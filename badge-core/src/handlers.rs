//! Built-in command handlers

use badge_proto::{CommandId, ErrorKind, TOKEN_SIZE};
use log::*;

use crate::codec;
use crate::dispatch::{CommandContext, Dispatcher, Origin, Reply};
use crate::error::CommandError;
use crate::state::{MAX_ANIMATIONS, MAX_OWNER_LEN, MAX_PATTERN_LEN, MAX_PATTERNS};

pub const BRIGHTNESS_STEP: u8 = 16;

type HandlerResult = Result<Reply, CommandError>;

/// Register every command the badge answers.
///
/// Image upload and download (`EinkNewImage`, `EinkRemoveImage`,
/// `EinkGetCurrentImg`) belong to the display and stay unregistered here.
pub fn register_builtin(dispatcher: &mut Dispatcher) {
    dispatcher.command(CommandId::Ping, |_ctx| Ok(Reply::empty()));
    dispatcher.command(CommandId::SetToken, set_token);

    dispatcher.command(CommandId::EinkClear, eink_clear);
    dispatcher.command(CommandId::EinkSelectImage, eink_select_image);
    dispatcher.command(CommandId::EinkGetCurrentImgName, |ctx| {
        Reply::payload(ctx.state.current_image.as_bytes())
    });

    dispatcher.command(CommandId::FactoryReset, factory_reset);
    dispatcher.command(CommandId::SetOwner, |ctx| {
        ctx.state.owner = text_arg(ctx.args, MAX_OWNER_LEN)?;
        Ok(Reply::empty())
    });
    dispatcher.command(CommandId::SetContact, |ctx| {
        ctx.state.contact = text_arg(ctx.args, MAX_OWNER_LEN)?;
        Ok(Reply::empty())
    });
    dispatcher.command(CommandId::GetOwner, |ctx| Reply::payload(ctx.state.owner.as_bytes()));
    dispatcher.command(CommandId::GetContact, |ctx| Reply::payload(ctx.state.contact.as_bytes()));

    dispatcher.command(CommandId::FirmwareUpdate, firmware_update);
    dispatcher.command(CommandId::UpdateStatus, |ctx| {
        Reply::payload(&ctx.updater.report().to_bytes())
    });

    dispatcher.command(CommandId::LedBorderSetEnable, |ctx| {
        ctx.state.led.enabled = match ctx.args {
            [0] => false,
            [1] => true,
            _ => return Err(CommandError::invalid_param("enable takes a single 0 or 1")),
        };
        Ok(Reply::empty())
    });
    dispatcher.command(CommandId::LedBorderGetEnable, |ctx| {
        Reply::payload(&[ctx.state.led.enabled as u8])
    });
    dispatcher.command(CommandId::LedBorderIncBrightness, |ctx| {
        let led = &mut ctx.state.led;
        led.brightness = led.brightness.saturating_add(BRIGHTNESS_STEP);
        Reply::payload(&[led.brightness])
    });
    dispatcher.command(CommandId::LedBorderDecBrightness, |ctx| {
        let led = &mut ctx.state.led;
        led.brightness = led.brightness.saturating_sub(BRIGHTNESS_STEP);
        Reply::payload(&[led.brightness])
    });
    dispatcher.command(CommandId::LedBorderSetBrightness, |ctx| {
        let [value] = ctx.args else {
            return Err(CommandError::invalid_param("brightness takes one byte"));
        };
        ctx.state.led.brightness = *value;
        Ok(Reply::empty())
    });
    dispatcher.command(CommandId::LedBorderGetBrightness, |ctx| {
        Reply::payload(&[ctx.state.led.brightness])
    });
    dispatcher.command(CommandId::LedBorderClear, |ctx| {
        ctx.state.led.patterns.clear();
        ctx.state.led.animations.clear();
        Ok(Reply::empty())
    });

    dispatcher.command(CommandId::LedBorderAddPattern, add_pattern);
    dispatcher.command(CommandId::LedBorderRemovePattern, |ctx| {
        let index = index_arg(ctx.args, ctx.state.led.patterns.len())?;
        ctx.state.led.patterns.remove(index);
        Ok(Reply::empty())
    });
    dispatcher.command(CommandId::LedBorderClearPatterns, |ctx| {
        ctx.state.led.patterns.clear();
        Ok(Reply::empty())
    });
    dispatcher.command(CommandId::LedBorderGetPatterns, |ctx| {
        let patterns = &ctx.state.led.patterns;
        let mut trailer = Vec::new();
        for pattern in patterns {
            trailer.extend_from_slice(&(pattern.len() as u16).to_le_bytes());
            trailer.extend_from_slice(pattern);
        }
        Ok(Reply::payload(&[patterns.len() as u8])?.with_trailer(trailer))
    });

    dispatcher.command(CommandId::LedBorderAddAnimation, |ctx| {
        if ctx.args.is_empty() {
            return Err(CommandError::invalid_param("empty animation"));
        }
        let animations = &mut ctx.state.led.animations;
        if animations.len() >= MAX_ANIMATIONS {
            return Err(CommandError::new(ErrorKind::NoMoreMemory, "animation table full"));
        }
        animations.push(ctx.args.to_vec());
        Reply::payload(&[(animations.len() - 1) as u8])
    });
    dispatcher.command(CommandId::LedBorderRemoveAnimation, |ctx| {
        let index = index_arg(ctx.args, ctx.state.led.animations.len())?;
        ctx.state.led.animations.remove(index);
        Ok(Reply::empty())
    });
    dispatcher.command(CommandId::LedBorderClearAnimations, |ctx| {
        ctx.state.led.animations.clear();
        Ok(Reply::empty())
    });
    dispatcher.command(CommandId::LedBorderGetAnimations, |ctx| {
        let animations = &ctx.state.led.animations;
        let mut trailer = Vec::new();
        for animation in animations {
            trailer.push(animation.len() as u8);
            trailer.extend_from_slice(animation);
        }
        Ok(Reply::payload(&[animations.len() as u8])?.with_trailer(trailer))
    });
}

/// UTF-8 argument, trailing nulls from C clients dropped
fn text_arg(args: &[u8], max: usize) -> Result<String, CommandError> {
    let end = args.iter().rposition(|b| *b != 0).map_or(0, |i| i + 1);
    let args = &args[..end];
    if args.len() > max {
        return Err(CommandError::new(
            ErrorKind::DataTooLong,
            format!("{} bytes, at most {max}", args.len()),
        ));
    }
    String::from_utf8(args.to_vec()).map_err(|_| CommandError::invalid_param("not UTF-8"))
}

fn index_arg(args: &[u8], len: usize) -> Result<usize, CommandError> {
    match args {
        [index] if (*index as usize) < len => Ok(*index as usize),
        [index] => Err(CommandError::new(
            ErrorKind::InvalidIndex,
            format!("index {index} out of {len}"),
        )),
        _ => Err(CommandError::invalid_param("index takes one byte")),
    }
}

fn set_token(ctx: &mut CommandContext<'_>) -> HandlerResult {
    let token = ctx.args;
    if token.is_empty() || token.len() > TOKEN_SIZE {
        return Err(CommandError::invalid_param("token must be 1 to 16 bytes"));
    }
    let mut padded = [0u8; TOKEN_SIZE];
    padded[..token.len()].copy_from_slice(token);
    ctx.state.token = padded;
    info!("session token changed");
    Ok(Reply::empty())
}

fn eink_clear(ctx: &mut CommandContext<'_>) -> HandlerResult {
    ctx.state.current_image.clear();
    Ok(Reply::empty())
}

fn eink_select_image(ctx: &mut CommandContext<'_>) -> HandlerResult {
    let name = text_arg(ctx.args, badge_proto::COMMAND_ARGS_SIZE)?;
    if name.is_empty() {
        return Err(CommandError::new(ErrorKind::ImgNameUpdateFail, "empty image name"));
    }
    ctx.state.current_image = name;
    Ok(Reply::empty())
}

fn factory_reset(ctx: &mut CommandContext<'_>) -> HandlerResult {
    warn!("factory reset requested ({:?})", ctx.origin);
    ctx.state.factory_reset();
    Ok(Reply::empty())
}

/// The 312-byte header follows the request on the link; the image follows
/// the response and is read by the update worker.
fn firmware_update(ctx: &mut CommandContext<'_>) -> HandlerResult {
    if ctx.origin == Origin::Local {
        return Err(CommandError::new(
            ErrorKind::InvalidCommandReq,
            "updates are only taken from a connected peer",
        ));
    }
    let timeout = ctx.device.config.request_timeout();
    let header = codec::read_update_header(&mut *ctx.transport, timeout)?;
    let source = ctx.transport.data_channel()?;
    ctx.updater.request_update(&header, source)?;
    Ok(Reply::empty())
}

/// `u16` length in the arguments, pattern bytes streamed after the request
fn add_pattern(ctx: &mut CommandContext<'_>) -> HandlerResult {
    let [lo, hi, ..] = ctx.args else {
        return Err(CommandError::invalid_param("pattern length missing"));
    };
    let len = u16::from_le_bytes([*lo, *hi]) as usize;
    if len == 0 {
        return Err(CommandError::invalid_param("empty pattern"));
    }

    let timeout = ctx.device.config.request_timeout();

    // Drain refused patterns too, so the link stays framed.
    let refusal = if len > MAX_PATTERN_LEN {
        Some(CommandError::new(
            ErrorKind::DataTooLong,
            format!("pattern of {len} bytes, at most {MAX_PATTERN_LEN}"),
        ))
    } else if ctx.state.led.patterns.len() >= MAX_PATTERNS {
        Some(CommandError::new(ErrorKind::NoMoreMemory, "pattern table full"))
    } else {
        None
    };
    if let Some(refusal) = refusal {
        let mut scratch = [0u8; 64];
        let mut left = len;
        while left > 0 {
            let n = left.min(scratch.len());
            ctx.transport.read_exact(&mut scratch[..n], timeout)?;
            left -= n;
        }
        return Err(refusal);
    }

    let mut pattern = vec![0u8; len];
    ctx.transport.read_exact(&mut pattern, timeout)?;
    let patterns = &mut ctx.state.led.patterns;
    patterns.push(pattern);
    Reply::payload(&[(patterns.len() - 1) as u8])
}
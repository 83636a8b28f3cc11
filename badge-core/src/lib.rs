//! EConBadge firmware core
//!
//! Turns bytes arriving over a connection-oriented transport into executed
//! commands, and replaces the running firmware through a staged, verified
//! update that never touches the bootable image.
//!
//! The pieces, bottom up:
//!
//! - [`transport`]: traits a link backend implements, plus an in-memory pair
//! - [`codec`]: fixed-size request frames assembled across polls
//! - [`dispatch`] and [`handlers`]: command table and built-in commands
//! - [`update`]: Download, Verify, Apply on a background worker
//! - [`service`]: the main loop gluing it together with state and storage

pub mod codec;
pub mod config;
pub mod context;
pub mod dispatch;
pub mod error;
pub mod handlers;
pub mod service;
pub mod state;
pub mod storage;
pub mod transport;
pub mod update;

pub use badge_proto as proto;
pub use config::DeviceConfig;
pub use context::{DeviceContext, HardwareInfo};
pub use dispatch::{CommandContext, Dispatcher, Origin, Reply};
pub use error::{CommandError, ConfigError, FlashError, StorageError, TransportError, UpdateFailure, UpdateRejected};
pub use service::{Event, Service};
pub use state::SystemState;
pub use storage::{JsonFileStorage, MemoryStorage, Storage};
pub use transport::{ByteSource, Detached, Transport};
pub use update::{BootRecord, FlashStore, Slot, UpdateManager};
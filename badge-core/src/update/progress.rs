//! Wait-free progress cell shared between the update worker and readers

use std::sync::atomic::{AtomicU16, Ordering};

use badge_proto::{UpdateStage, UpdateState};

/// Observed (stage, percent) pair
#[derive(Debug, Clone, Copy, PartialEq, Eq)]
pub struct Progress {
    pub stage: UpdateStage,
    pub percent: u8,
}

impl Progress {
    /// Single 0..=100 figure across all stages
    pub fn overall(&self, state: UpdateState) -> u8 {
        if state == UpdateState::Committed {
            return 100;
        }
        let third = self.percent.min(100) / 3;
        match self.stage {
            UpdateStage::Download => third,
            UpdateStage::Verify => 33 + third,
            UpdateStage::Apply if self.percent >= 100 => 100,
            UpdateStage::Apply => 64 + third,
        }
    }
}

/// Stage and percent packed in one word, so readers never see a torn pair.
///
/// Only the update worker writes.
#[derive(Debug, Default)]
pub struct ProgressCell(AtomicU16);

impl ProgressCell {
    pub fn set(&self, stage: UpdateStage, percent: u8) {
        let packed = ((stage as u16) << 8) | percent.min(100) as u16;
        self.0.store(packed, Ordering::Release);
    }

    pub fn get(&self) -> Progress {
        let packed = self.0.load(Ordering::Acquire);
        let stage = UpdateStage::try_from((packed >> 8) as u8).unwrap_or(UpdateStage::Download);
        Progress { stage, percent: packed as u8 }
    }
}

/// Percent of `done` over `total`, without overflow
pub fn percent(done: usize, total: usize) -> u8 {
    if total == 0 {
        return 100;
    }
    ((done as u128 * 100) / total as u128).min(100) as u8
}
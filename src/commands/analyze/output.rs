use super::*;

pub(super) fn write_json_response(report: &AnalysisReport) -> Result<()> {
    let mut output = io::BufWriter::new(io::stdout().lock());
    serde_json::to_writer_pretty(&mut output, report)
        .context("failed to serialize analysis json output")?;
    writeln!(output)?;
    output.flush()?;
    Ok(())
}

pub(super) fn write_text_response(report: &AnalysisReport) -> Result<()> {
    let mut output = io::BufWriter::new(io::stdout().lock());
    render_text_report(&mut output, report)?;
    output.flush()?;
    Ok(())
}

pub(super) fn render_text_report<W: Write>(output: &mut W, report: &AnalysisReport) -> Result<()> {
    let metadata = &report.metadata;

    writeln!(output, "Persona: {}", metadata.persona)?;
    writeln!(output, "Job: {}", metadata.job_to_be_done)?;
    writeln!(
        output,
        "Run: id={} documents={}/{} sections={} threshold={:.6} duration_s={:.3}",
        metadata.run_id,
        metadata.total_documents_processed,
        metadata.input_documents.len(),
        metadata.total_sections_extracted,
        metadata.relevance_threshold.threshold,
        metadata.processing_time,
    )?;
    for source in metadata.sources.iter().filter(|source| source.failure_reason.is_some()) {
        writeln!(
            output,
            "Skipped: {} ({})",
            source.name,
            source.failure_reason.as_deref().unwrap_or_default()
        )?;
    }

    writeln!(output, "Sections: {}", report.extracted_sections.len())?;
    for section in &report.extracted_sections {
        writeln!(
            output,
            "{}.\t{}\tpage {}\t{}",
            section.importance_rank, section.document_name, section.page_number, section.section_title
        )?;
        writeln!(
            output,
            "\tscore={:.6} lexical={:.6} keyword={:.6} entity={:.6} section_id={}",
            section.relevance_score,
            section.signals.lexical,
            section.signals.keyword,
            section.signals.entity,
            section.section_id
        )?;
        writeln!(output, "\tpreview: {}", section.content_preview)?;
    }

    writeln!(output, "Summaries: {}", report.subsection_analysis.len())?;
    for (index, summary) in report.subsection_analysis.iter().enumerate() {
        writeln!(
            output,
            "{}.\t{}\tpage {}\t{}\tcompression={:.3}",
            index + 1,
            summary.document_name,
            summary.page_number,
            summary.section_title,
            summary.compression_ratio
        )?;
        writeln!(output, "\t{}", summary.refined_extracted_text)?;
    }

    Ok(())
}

**Requirement**
Take the lines from the first line of the listing up to and including the line with "use crate::error::CommandError;" and give them again exactly.

**Written reply**
filename badge-core/src/handlers.rs
//! Built-in command handlers

use badge_proto::{CommandId, ErrorKind, TOKEN_SIZE};
use log::*;

use crate::codec;
use crate::dispatch::{CommandContext, Dispatcher, Origin, Reply};
use crate::error::CommandError;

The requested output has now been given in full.